Study of the Interfacial Structure of AIDCN/Ag and AIDCN/Al by Ultraviolet Photoemission Spectroscopy

• Main Authors: Huang, Yen-Hao, 黃彥豪
• Other Authors: Tang, Shu-Jung
• Format: Others
• Language: en_US
• Published: 2009
• Online Access: http://ndltd.ncl.edu.tw/handle/97603317954808516992

碩士 === 國立清華大學 === 物理學系 === 98 === The electronic structures of interface between an organic bistable material 2-amino-4,5-imidazoledicarbonitrile (AIDCN) and electrode metal surfaces (Ag and Al) were investigated by ultraviolet photoemission spectroscopy. The electrical bistability strongly depends on metal electrodes, and the working mechanism is still controversial. The photoemission spectra of the highest occupied molecular orbital (HOMO) of AIDCN on Ag and Al substrate and the corresponding vacuum level (VL) shift are investigated in this thesis. The thickness dependence of VL shift shows a dip in both systems. In AIDCN/Ag system, the HOMO peak shows two-component line shape, which can be divided into the contributions from the monolayer state and mutilayer state. In AIDCN/Al system, a diffuse tailing structure was observed below Fermi edge (~1 eV), and attributed to random molecular orientation. The tailing structure causes lower hole injection barrier than Ag surface (~2 eV). Angle dependence photoemission data also infer different growth mechanism for AIDCN/Ag and AIDCN/Al interfaces. For AIDCN/Ag, the intensity of HOMO peak increases with increasing incident angle for monolayer coverage, indicating that the pi bonds are normal to Ag surface according to the symmetry selection rule. In multilayer region, the AIDCN dipole moment orients at a certain angle with respect to surface normal on top of monolayer AIDCN. For AIDCN/Al, of the HOMO peak (and also the other peaks) is absent for 2.99 nm-thick AIDCN film on Al.
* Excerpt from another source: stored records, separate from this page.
//! Banner decision engine
//!
//! Decides which user-facing notification may show. Each banner type is
//! evaluated independently into ELIGIBLE, DISMISSED or NOT_APPLICABLE, then
//! only the highest-priority eligible banner is surfaced.
//!
//! Trial-completed and premium-expired are edge-triggered: they apply only
//! when the status that preceded the current FREE state was a trial or a
//! paid subscription respectively. Since there is one previous status,
//! the two can never apply together. Usage-limit is level-triggered and
//! re-evaluated on every check.

use chrono::{DateTime, Utc};
use serde::{Deserialize, Serialize};
use std::fmt;
use std::str::FromStr;
use std::sync::Arc;
use tracing::{info, warn};

use crate::billing::{CachedSnapshot, Entitlement, LimitStatus, SubscriptionStatus};
use crate::clock::Clock;
use crate::error::EngineError;
use crate::ports::DismissalStore;

/// Banner types, in priority order
#[derive(Debug, Clone, Copy, PartialEq, Eq, Hash, Serialize, Deserialize)]
#[serde(rename_all = "camelCase")]
pub enum BannerType {
    TrialCompleted,
    PremiumExpired,
    UsageLimit,
}

impl BannerType {
    /// Highest priority first
    pub const BY_PRIORITY: [BannerType; 3] =
        [Self::TrialCompleted, Self::PremiumExpired, Self::UsageLimit];

    pub fn as_str(self) -> &'static str {
        match self {
            Self::TrialCompleted => "trial_completed",
            Self::PremiumExpired => "premium_expired",
            Self::UsageLimit => "usage_limit",
        }
    }
}

impl fmt::Display for BannerType {
    fn fmt(&self, f: &mut fmt::Formatter<'_>) -> fmt::Result {
        f.write_str(self.as_str())
    }
}

impl FromStr for BannerType {
    type Err = EngineError;

    fn from_str(s: &str) -> Result<Self, Self::Err> {
        Self::BY_PRIORITY
            .into_iter()
            .find(|b| b.as_str() == s)
            .ok_or_else(|| EngineError::UnknownValue {
                field: "bannerType",
                value: s.to_string(),
            })
    }
}

/// Per-banner state
#[derive(Debug, Clone, Copy, PartialEq, Eq, Serialize, Deserialize)]
#[serde(rename_all = "SCREAMING_SNAKE_CASE")]
pub enum BannerState {
    Eligible,
    Dismissed,
    NotApplicable,
}

/// Outcome of one evaluation pass
#[derive(Debug, Clone, PartialEq, Eq, Serialize)]
#[serde(rename_all = "camelCase")]
pub struct BannerDecision {
    pub trial_completed: BannerState,
    pub premium_expired: BannerState,
    pub usage_limit: BannerState,
    /// The single banner the presentation layer should show
    pub surfaced: Option<BannerType>,
}

impl BannerDecision {
    pub fn state(&self, banner: BannerType) -> BannerState {
        match banner {
            BannerType::TrialCompleted => self.trial_completed,
            BannerType::PremiumExpired => self.premium_expired,
            BannerType::UsageLimit => self.usage_limit,
        }
    }

    pub fn should_show(&self, banner: BannerType) -> bool {
        self.surfaced == Some(banner)
    }
}

/// Whether a banner's conditions hold, ignoring dismissals
pub fn is_applicable(
    banner: BannerType,
    snapshot: Option<&CachedSnapshot>,
    limits: Option<&LimitStatus>,
) -> bool {
    match banner {
        BannerType::TrialCompleted => snapshot.is_some_and(|snap| {
            snap.state.has_ever_used_trial
                && snap.state.entitlement == Entitlement::Free
                && snap.previous_status == Some(SubscriptionStatus::Trial)
        }),
        BannerType::PremiumExpired => snapshot.is_some_and(|snap| {
            snap.state.has_ever_used_premium
                && snap.state.entitlement == Entitlement::Free
                && snap.previous_status.is_some_and(SubscriptionStatus::is_paid)
        }),
        BannerType::UsageLimit => limits.is_some_and(LimitStatus::any_limit_reached),
    }
}

/// Evaluates banners against the current snapshot and persisted dismissals
pub struct BannerEngine {
    dismissals: Arc<dyn DismissalStore>,
    clock: Arc<dyn Clock>,
}

impl BannerEngine {
    pub fn new(dismissals: Arc<dyn DismissalStore>, clock: Arc<dyn Clock>) -> Self {
        Self { dismissals, clock }
    }

    /// Evaluate every banner type
    pub async fn evaluate(
        &self,
        snapshot: Option<&CachedSnapshot>,
        limits: Option<&LimitStatus>,
    ) -> BannerDecision {
        let mut states = [BannerState::NotApplicable; 3];
        for (slot, banner) in states.iter_mut().zip(BannerType::BY_PRIORITY) {
            if !is_applicable(banner, snapshot, limits) {
                continue;
            }
            *slot = if self.is_dismissed(banner).await {
                BannerState::Dismissed
            } else {
                BannerState::Eligible
            };
        }

        let surfaced = BannerType::BY_PRIORITY
            .into_iter()
            .zip(states)
            .find(|(_, state)| *state == BannerState::Eligible)
            .map(|(banner, _)| banner);

        BannerDecision {
            trial_completed: states[0],
            premium_expired: states[1],
            usage_limit: states[2],
            surfaced,
        }
    }

    /// True when `banner` is the one banner to show right now
    pub async fn should_show(
        &self,
        banner: BannerType,
        snapshot: Option<&CachedSnapshot>,
        limits: Option<&LimitStatus>,
    ) -> bool {
        self.evaluate(snapshot, limits).await.should_show(banner)
    }

    /// A dismissal read failure counts as dismissed so a broken store
    /// cannot make a banner reappear on every poll.
    async fn is_dismissed(&self, banner: BannerType) -> bool {
        match self.dismissals.read_dismissal(banner).await {
            Ok(found) => found.is_some(),
            Err(e) => {
                warn!(banner = %banner, error = %e, "Failed to read banner dismissal");
                true
            }
        }
    }

    pub async fn dismissed_at(&self, banner: BannerType) -> Option<DateTime<Utc>> {
        self.dismissals.read_dismissal(banner).await.ok().flatten()
    }

    /// Persist a dismissal. Returns false if it could not be stored.
    pub async fn dismiss(&self, banner: BannerType) -> bool {
        match self.dismissals.persist_dismissal(banner, self.clock.now()).await {
            Ok(()) => {
                info!(banner = %banner, "Banner dismissed");
                true
            }
            Err(e) => {
                warn!(banner = %banner, error = %e, "Failed to persist banner dismissal");
                false
            }
        }
    }

    /// Clear a dismissal (diagnostics and tests)
    pub async fn reset(&self, banner: BannerType) -> bool {
        match self.dismissals.clear_dismissal(banner).await {
            Ok(()) => {
                info!(banner = %banner, "Banner dismissal reset");
                true
            }
            Err(e) => {
                warn!(banner = %banner, error = %e, "Failed to reset banner dismissal");
                false
            }
        }
    }
}

#[cfg(test)]
mod tests {
    use super::*;
    use crate::billing::{EntitlementState, PlanLimitsTable, UsageQuotaTracker, UsageRecord};
    use crate::billing::Resource;
    use crate::clock::SystemClock;
    use crate::storage::MemoryStore;
    use chrono::Duration;

    fn engine() -> BannerEngine {
        BannerEngine::new(Arc::new(MemoryStore::new()), Arc::new(SystemClock))
    }

    fn free_snapshot(
        trial: bool,
        premium: bool,
        previous: Option<SubscriptionStatus>,
    ) -> CachedSnapshot {
        CachedSnapshot {
            state: EntitlementState {
                subscription_status: SubscriptionStatus::Expired,
                has_ever_used_trial: trial,
                has_ever_used_premium: premium,
                ..Default::default()
            },
            previous_status: previous,
            cached_at: Utc::now(),
        }
    }

    fn limits(pages: u64) -> LimitStatus {
        let tracker = UsageQuotaTracker::new(
            PlanLimitsTable::default(),
            10,
            80,
            Duration::zero(),
            Arc::new(SystemClock),
        );
        let mut usage = UsageRecord::empty("u");
        usage.increment(Resource::PagesProcessed, pages, Utc::now());
        tracker.check_limits(&EntitlementState::free(), &usage, false)
    }

    #[tokio::test]
    async fn test_trial_and_premium_are_mutually_exclusive() {
        let engine = engine();

        let after_trial = free_snapshot(true, true, Some(SubscriptionStatus::Trial));
        let decision = engine.evaluate(Some(&after_trial), None).await;
        assert_eq!(decision.trial_completed, BannerState::Eligible);
        assert_eq!(decision.premium_expired, BannerState::NotApplicable);
        assert_eq!(decision.surfaced, Some(BannerType::TrialCompleted));

        let after_paid = free_snapshot(true, true, Some(SubscriptionStatus::Cancelled));
        let decision = engine.evaluate(Some(&after_paid), None).await;
        assert_eq!(decision.trial_completed, BannerState::NotApplicable);
        assert_eq!(decision.premium_expired, BannerState::Eligible);
        assert_eq!(decision.surfaced, Some(BannerType::PremiumExpired));
    }

    #[tokio::test]
    async fn test_no_banner_without_observed_transition() {
        let engine = engine();
        let long_expired = free_snapshot(true, false, None);

        let decision = engine.evaluate(Some(&long_expired), None).await;
        assert_eq!(decision.surfaced, None);
        assert_eq!(decision.trial_completed, BannerState::NotApplicable);
    }

    #[tokio::test]
    async fn test_usage_banner_has_lowest_priority() {
        let engine = engine();
        let after_trial = free_snapshot(true, false, Some(SubscriptionStatus::Trial));
        let exhausted = limits(10);

        let decision = engine.evaluate(Some(&after_trial), Some(&exhausted)).await;
        assert_eq!(decision.usage_limit, BannerState::Eligible);
        assert!(decision.should_show(BannerType::TrialCompleted));
        assert!(!decision.should_show(BannerType::UsageLimit));

        assert!(engine.dismiss(BannerType::TrialCompleted).await);
        assert!(
            engine
                .should_show(BannerType::UsageLimit, Some(&after_trial), Some(&exhausted))
                .await
        );
    }

    #[tokio::test]
    async fn test_usage_banner_is_level_triggered() {
        let engine = engine();
        assert!(engine.should_show(BannerType::UsageLimit, None, Some(&limits(10))).await);
        assert!(!engine.should_show(BannerType::UsageLimit, None, Some(&limits(3))).await);
    }

    #[tokio::test]
    async fn test_dismissal_persists_until_reset() {
        let engine = engine();
        let after_trial = free_snapshot(true, false, Some(SubscriptionStatus::Trial));

        assert!(engine.should_show(BannerType::TrialCompleted, Some(&after_trial), None).await);
        engine.dismiss(BannerType::TrialCompleted).await;
        assert!(engine.dismissed_at(BannerType::TrialCompleted).await.is_some());

        for _ in 0..3 {
            let decision = engine.evaluate(Some(&after_trial), None).await;
            assert_eq!(decision.trial_completed, BannerState::Dismissed);
            assert!(!decision.should_show(BannerType::TrialCompleted));
        }

        engine.reset(BannerType::TrialCompleted).await;
        assert!(engine.should_show(BannerType::TrialCompleted, Some(&after_trial), None).await);
    }

    #[tokio::test]
    async fn test_premium_user_sees_no_lifecycle_banner() {
        let engine = engine();
        let mut snapshot = free_snapshot(true, true, Some(SubscriptionStatus::Trial));
        snapshot.state.entitlement = Entitlement::Premium;
        snapshot.state.subscription_status = SubscriptionStatus::Active;

        let decision = engine.evaluate(Some(&snapshot), None).await;
        assert_eq!(decision.surfaced, None);
    }

    #[test]
    fn test_banner_type_parsing() {
        assert_eq!("usage_limit".parse::<BannerType>().unwrap(), BannerType::UsageLimit);
        assert!("promo".parse::<BannerType>().is_err());
    }
}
As increasing AIDCN thickness, angular dependence of the HOMO peak gradually generated and it finally became similar to the bulk-like behavior, where the HOMO intensity shows a local maximum representing formation of the bulk phase. We also examined the AIDCN/Al2O3 system by dosing 11000 L oxygen on clean Al surface. The HOMO peak of AIDCN thin film is observed at lower coverage than that for AIDCN/Al. The hole injection barriers from Ag and Al to AIDCN were estimated to be 1.6 and 0.7 eV, respectively.